**** THE INPUT
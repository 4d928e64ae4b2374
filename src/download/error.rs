//! Error types for the download module.
//!
//! Every variant carries the URL or path it concerns so a single log line is
//! enough to tell an operator what went wrong and where.

use std::path::PathBuf;

use thiserror::Error;

/// Errors that can occur while fetching an index page or a document.
#[derive(Debug, Error)]
pub enum DownloadError {
    /// Network-level error (DNS resolution, connection refused, TLS errors, etc.)
    #[error("network error downloading {url}: {source}")]
    Network {
        /// The URL that failed to download.
        url: String,
        /// The underlying network error.
        #[source]
        source: reqwest::Error,
    },

    /// Request did not complete within the client timeout.
    #[error("timeout downloading {url}")]
    Timeout {
        /// The URL that timed out.
        url: String,
    },

    /// The server answered with something other than `200 OK`.
    #[error("HTTP {status} downloading {url}")]
    HttpStatus {
        /// The URL that returned the status.
        url: String,
        /// The HTTP status code.
        status: u16,
    },

    /// The response is not a document (typically an HTML error or login page).
    #[error(
        "unexpected content type for {url}: {content_type:?} (expected application/pdf or an octet-stream)"
    )]
    UnexpectedContentType {
        /// The URL that was fetched.
        url: String,
        /// The declared `Content-Type`, empty when the header was missing.
        content_type: String,
    },

    /// The server returned a successful response with no bytes.
    #[error("downloaded 0 bytes for {url}; not creating file")]
    EmptyBody {
        /// The URL that was fetched.
        url: String,
    },

    /// The URL sanitizes to an empty filename, so there is nowhere to write it.
    #[error("URL {url} does not yield a usable filename")]
    EmptyFilename {
        /// The URL that was rejected.
        url: String,
    },

    /// File system error while creating or writing the document.
    #[error("IO error writing to {path}: {source}")]
    Io {
        /// The file path where the error occurred.
        path: PathBuf,
        /// The underlying IO error.
        #[source]
        source: std::io::Error,
    },

    /// The provided URL is malformed or invalid.
    #[error("invalid URL: {url}")]
    InvalidUrl {
        /// The invalid URL string.
        url: String,
    },

    /// The HTTP client could not be constructed.
    #[error("failed to build HTTP client: {source}")]
    ClientBuild {
        /// The underlying builder error.
        #[source]
        source: reqwest::Error,
    },
}

impl DownloadError {
    /// Creates a network error from a reqwest error, promoting timeouts.
    pub fn network(url: impl Into<String>, source: reqwest::Error) -> Self {
        if source.is_timeout() {
            return Self::timeout(url);
        }
        Self::Network {
            url: url.into(),
            source,
        }
    }

    /// Creates an HTTP status error.
    pub fn http_status(url: impl Into<String>, status: u16) -> Self {
        Self::HttpStatus {
            url: url.into(),
            status,
        }
    }

    /// Creates a timeout error.
    pub fn timeout(url: impl Into<String>) -> Self {
        Self::Timeout { url: url.into() }
    }

    /// Creates a content type mismatch error.
    pub fn unexpected_content_type(url: impl Into<String>, content_type: impl Into<String>) -> Self {
        Self::UnexpectedContentType {
            url: url.into(),
            content_type: content_type.into(),
        }
    }

    /// Creates an empty body error.
    pub fn empty_body(url: impl Into<String>) -> Self {
        Self::EmptyBody { url: url.into() }
    }

    /// Creates an empty filename error.
    pub fn empty_filename(url: impl Into<String>) -> Self {
        Self::EmptyFilename { url: url.into() }
    }

    /// Creates an IO error.
    pub fn io(path: impl Into<PathBuf>, source: std::io::Error) -> Self {
        Self::Io {
            path: path.into(),
            source,
        }
    }

    /// Creates an invalid URL error.
    pub fn invalid_url(url: impl Into<String>) -> Self {
        Self::InvalidUrl { url: url.into() }
    }

    /// Whether this failure came from the network rather than the response
    /// or the local disk. Used for log classification only; nothing retries.
    #[must_use]
    pub fn is_transient(&self) -> bool {
        matches!(self, Self::Network { .. } | Self::Timeout { .. })
    }
}

#[cfg(test)]
#[allow(clippy::unwrap_used)]
mod tests {
    use super::*;

    #[test]
    fn test_download_error_timeout_display() {
        let error = DownloadError::timeout("https://example.com/file.pdf");
        assert!(error.to_string().contains("timeout"));
        assert!(error.to_string().contains("https://example.com/file.pdf"));
        assert!(error.is_transient());
    }

    #[test]
    fn test_download_error_http_status_display() {
        let error = DownloadError::http_status("https://example.com/file.pdf", 404);
        let msg = error.to_string();
        assert!(msg.contains("404"), "Expected '404' in: {msg}");
        assert!(
            msg.contains("https://example.com/file.pdf"),
            "Expected URL in: {msg}"
        );
        assert!(!error.is_transient());
    }

    #[test]
    fn test_download_error_content_type_display() {
        let error = DownloadError::unexpected_content_type(
            "https://example.com/file.pdf",
            "text/html; charset=utf-8",
        );
        let msg = error.to_string();
        assert!(msg.contains("text/html"), "Expected content type in: {msg}");
        assert!(msg.contains("application/pdf"), "Expected hint in: {msg}");
    }

    #[test]
    fn test_download_error_empty_body_display() {
        let error = DownloadError::empty_body("https://example.com/file.pdf");
        assert!(error.to_string().contains("0 bytes"));
    }

    #[test]
    fn test_download_error_io_display() {
        let io_error = std::io::Error::new(std::io::ErrorKind::PermissionDenied, "access denied");
        let error = DownloadError::io(PathBuf::from("/tmp/test.pdf"), io_error);
        let msg = error.to_string();
        assert!(msg.contains("/tmp/test.pdf"), "Expected path in: {msg}");
    }

    #[test]
    fn test_download_error_invalid_url_display() {
        let error = DownloadError::invalid_url("not-a-url");
        let msg = error.to_string();
        assert!(
            msg.contains("invalid URL"),
            "Expected 'invalid URL' in: {msg}"
        );
        assert!(msg.contains("not-a-url"), "Expected URL in: {msg}");
    }
}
********
Read the data above and count the lines that include "DownloadError". Answer only with the count.

#### ANSWER FOR THIS EXERCISE
8